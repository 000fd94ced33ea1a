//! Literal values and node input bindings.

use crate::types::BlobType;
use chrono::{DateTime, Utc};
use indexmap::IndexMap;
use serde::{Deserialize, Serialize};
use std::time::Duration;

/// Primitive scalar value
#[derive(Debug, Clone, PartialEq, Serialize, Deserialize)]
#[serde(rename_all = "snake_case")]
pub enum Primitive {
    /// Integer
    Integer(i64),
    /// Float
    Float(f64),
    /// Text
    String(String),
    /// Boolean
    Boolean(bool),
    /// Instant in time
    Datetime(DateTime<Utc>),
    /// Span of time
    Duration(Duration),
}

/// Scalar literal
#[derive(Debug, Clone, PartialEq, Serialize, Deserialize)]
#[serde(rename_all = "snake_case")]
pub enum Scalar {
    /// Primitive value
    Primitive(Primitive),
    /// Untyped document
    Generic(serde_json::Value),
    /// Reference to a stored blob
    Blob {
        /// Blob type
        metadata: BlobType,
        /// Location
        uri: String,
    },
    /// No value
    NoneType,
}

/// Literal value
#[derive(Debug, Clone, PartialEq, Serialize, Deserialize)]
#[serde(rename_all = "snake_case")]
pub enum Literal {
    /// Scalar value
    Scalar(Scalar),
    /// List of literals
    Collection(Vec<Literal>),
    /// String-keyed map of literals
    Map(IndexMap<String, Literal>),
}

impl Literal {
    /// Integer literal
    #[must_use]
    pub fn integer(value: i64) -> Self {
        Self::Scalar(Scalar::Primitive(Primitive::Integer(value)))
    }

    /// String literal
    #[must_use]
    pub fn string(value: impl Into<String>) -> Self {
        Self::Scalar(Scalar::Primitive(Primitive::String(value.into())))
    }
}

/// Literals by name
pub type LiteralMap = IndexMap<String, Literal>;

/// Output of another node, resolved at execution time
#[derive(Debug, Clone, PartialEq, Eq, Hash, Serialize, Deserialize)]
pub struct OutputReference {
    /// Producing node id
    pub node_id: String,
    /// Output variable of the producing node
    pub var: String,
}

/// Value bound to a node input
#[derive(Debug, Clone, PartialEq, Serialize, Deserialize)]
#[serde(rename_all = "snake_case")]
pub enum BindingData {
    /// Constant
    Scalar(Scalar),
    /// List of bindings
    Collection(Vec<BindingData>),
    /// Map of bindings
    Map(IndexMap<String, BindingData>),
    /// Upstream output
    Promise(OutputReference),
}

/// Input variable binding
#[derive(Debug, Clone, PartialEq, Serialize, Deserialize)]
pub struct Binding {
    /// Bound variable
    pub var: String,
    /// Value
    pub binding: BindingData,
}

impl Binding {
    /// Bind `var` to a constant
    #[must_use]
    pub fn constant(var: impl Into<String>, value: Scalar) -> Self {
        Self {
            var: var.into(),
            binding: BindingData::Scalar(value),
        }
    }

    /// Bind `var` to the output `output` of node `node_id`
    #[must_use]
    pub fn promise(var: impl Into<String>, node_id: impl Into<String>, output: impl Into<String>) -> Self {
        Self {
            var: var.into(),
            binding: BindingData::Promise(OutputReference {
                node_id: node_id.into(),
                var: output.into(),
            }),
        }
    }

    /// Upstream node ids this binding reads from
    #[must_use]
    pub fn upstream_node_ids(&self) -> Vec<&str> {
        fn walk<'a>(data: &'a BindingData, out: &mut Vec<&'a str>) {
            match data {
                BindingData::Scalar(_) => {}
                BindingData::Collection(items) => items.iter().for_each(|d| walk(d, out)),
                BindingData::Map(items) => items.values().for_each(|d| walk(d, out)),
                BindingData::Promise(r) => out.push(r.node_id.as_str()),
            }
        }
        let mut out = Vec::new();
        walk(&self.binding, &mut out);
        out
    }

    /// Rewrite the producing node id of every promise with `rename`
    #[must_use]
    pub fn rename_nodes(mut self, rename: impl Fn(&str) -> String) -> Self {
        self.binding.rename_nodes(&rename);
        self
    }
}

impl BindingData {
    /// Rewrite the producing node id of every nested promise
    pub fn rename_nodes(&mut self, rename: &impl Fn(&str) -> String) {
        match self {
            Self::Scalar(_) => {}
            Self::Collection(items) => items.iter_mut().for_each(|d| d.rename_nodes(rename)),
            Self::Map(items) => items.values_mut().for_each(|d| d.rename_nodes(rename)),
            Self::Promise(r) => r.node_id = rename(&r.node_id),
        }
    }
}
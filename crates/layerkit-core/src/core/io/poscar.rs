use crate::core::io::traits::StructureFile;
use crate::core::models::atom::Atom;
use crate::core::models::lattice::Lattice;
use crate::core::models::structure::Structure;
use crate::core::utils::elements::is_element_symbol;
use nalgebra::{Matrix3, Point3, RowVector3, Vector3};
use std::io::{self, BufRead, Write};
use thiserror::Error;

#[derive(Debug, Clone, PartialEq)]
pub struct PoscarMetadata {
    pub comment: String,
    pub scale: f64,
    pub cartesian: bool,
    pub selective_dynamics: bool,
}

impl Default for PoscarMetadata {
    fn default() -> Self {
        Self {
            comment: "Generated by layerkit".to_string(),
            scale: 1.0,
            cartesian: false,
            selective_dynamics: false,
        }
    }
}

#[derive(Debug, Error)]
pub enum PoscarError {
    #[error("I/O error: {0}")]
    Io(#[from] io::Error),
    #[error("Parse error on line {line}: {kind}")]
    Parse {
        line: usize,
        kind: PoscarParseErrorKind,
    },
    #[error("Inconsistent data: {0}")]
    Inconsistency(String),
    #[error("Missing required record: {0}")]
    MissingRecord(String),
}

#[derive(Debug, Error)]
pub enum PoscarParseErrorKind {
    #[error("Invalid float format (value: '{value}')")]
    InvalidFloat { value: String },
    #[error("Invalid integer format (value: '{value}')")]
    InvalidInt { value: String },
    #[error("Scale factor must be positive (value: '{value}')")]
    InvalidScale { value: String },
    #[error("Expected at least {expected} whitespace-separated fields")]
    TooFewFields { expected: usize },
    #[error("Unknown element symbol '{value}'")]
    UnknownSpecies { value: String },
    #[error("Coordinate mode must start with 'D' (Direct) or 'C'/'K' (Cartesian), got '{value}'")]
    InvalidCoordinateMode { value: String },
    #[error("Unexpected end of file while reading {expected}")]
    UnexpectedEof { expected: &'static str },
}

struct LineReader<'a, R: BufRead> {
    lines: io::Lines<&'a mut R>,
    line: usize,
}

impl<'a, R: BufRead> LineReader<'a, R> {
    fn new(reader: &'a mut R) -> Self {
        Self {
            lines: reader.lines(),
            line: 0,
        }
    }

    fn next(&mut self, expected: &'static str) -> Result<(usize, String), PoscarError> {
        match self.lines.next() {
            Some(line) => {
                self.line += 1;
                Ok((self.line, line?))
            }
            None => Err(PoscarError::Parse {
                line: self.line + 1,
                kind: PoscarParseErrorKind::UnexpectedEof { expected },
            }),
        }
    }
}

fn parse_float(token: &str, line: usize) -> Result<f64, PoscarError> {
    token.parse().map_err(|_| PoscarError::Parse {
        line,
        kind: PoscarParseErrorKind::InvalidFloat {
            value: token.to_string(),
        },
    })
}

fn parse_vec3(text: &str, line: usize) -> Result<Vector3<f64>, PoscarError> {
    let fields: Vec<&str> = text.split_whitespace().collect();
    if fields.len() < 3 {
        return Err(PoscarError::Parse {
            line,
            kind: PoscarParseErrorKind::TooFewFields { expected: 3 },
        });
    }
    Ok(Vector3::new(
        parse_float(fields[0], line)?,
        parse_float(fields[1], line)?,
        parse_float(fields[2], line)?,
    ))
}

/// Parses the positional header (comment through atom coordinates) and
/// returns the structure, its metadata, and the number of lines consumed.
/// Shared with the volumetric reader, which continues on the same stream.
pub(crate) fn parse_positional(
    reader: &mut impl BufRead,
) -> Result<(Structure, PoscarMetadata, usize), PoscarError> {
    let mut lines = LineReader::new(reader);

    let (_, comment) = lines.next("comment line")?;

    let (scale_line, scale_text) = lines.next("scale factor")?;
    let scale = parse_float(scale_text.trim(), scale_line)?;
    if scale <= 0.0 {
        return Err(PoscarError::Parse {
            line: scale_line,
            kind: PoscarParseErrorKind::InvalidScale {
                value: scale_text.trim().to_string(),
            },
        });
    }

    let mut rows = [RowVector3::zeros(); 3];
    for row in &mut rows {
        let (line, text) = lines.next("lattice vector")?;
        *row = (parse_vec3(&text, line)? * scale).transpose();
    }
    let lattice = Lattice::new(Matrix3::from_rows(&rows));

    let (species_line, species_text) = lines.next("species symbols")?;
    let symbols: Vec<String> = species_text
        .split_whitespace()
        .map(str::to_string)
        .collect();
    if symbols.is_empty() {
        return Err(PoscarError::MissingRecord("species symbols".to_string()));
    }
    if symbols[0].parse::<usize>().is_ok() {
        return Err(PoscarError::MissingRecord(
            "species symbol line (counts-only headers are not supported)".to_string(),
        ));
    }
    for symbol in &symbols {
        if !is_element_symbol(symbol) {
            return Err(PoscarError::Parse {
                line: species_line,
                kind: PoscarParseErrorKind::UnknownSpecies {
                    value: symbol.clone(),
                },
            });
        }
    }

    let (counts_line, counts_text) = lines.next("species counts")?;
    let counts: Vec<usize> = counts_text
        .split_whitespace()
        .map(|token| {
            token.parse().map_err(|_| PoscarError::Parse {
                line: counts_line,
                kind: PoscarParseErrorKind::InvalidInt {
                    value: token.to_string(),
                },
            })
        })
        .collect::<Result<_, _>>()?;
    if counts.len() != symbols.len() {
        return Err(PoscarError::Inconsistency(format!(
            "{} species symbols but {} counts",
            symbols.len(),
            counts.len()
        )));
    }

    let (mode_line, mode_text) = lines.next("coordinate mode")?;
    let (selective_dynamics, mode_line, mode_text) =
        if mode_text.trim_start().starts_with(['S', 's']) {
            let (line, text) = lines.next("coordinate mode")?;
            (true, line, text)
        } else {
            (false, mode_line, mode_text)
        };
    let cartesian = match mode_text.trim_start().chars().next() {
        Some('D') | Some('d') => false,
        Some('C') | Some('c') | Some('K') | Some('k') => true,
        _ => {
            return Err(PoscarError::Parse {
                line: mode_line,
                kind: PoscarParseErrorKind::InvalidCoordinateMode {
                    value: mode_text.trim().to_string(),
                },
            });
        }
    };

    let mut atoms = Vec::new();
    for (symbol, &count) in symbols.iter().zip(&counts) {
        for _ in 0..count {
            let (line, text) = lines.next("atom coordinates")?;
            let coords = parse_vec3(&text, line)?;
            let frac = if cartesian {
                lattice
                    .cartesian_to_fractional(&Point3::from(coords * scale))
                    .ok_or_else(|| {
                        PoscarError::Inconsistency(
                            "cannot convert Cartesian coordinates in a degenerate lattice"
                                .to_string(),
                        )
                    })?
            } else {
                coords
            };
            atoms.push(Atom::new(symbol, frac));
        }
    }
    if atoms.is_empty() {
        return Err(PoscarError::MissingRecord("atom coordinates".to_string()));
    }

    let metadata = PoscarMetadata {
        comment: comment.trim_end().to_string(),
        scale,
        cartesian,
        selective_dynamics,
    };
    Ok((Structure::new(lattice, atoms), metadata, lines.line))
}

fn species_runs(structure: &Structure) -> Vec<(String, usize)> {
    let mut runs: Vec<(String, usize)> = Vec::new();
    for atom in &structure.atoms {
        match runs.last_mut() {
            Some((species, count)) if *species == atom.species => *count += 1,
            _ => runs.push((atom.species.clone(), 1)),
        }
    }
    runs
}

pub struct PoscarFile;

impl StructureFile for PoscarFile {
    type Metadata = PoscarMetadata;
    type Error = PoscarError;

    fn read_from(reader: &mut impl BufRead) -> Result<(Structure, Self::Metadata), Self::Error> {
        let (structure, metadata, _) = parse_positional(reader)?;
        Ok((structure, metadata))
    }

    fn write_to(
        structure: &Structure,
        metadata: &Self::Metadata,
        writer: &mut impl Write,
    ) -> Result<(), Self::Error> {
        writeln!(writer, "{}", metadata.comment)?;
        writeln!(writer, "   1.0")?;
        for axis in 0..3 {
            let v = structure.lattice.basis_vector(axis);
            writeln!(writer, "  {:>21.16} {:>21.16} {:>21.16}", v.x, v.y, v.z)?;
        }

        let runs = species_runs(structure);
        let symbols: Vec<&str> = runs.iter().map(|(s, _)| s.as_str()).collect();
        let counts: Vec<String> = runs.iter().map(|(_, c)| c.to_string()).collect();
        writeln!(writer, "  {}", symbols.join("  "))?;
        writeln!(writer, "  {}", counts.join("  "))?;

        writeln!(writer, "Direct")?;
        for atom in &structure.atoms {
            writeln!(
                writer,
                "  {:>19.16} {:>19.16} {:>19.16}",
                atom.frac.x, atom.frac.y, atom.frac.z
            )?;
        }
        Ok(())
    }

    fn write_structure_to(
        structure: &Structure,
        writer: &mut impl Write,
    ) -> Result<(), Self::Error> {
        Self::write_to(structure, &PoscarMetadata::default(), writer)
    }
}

To do | After checking the entries, state how many lines contain "OutputReference", and write nothing but the number.

Written solution | 3